We meet once a month for talks etc and also this year we are hopefully going to be doing some fund raising for either the Blue Iguana or any other cause someone may suggest. 

If anyone wants any more details about this and wants to join, please PM me and I can put you in touch with the person who runs it.


----------



## Elaphe (Jul 17, 2006)

they got a site or anything?


----------



## Cara (Oct 30, 2006)

No not at the minute, its currently being sorted, the group is still a bit informal at the moment and has only really started picking up and gaining members since our new reptile shop opened, and move advertising was done, I think this year will be more focused and less haphazard.

Also members get 10% off of everything except live animals in all reptile shops in Barnstaple (including ones that also sell other things) and off the top of my head they are:

BJ Aquatics: They only started selling reptiles when our old reptile shop shut down a couple of years ago, they are still learning and had a few teething problems but they've now employed a snake lover to come in twice a week for feeds and cleaning out etc and have a very good selection of 'furnishings' etc for your viv at very reasonable prices.
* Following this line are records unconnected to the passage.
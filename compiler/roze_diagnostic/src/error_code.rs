//! Error codes for all Roze diagnostics.

use std::fmt;

/// Error codes for all Roze diagnostics.
///
/// Format: E#### where the first digit indicates the phase:
/// - E0xxx: Lexer errors
/// - E1xxx: Parser errors
/// - E2xxx: Compile errors
/// - E6xxx: Runtime errors
#[derive(Copy, Clone, Eq, PartialEq, Hash, Debug)]
pub enum ErrorCode {
    // Lexer Errors (E0xxx)
    /// Unterminated string literal
    E0001,
    /// Invalid character in source
    E0002,
    /// Invalid number literal
    E0003,
    /// Invalid escape sequence
    E0004,

    // Parser Errors (E1xxx)
    /// Unexpected token
    E1001,
    /// Expected expression
    E1002,
    /// Unclosed delimiter
    E1003,
    /// Expected identifier
    E1004,
    /// Named function outside the top level
    E1005,

    // Compile Errors (E2xxx)
    /// Operand type mismatch
    E2001,
    /// Operator not defined for type
    E2002,
    /// Assignment target is not an identifier
    E2003,
    /// Reassignment changes the variable's type
    E2004,
    /// Empty expression
    E2005,
    /// Key-value key is not a string
    E2006,
    /// Duplicate parameter name
    E2007,

    // Runtime Errors (E6xxx)
    /// Variable used before assignment
    E6001,
    /// Operand types differ at run time
    E6002,
    /// Operator not defined for runtime type
    E6003,
    /// Invoked value is not a function
    E6004,
    /// Wrong number of arguments
    E6005,
    /// Function name registered twice
    E6006,
    /// Local assignment to a global name
    E6007,
    /// Pipeline stage is not a function
    E6008,
    /// Pipeline stage does not take exactly one parameter
    E6009,
    /// Integer division by zero
    E6010,
    /// Integer modulo by zero
    E6011,
    /// Assignment changes a variable's runtime type
    E6012,
    /// Pipeline lap limit exceeded
    E6013,
    /// Recursion limit exceeded
    E6014,
}

impl ErrorCode {
    pub fn as_str(&self) -> &'static str {
        match self {
            // Lexer
            ErrorCode::E0001 => "E0001",
            ErrorCode::E0002 => "E0002",
            ErrorCode::E0003 => "E0003",
            ErrorCode::E0004 => "E0004",
            // Parser
            ErrorCode::E1001 => "E1001",
            ErrorCode::E1002 => "E1002",
            ErrorCode::E1003 => "E1003",
            ErrorCode::E1004 => "E1004",
            ErrorCode::E1005 => "E1005",
            // Compile
            ErrorCode::E2001 => "E2001",
            ErrorCode::E2002 => "E2002",
            ErrorCode::E2003 => "E2003",
            ErrorCode::E2004 => "E2004",
            ErrorCode::E2005 => "E2005",
            ErrorCode::E2006 => "E2006",
            ErrorCode::E2007 => "E2007",
            // Runtime
            ErrorCode::E6001 => "E6001",
            ErrorCode::E6002 => "E6002",
            ErrorCode::E6003 => "E6003",
            ErrorCode::E6004 => "E6004",
            ErrorCode::E6005 => "E6005",
            ErrorCode::E6006 => "E6006",
            ErrorCode::E6007 => "E6007",
            ErrorCode::E6008 => "E6008",
            ErrorCode::E6009 => "E6009",
            ErrorCode::E6010 => "E6010",
            ErrorCode::E6011 => "E6011",
            ErrorCode::E6012 => "E6012",
            ErrorCode::E6013 => "E6013",
            ErrorCode::E6014 => "E6014",
        }
    }

    pub fn is_lexer_error(&self) -> bool {
        self.as_str().starts_with("E0")
    }

    pub fn is_parser_error(&self) -> bool {
        self.as_str().starts_with("E1")
    }

    pub fn is_compile_error(&self) -> bool {
        self.as_str().starts_with("E2")
    }

    pub fn is_runtime_error(&self) -> bool {
        self.as_str().starts_with("E6")
    }
}

impl fmt::Display for ErrorCode {
    fn fmt(&self, f: &mut fmt::Formatter<'_>) -> fmt::Result {
        write!(f, "{}", self.as_str())
    }
}

#[cfg(test)]
mod tests;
Creature Comforts: They keep no reptiles in store (only birds/rabbits/rats etc) however they seem to have a good selection of livefoods for lizards plus all the equipment and can order you in whatever reptile you want

Reptiles Pets RS.co.uk: The newest shop we have that opened in Sept06and the only reptile specialist shop, few teething problems again but everything is getting a lot better, you get 10% off *everything *in this store. Owner is very helpful and willing to learn, bit overpriced but I get on with him very well and generally get things a knockdown prices, hes very good to his regulars.

Barnstaple Horse & Pet Supplies: Only a small reptile section at the back with a few snakes and lizards, good selection of frozen & livefoods, few bits & bobs for your vivs etc.

I think that about covers Barnstaple, if anyones knows of anymore please add them. Cheers


----------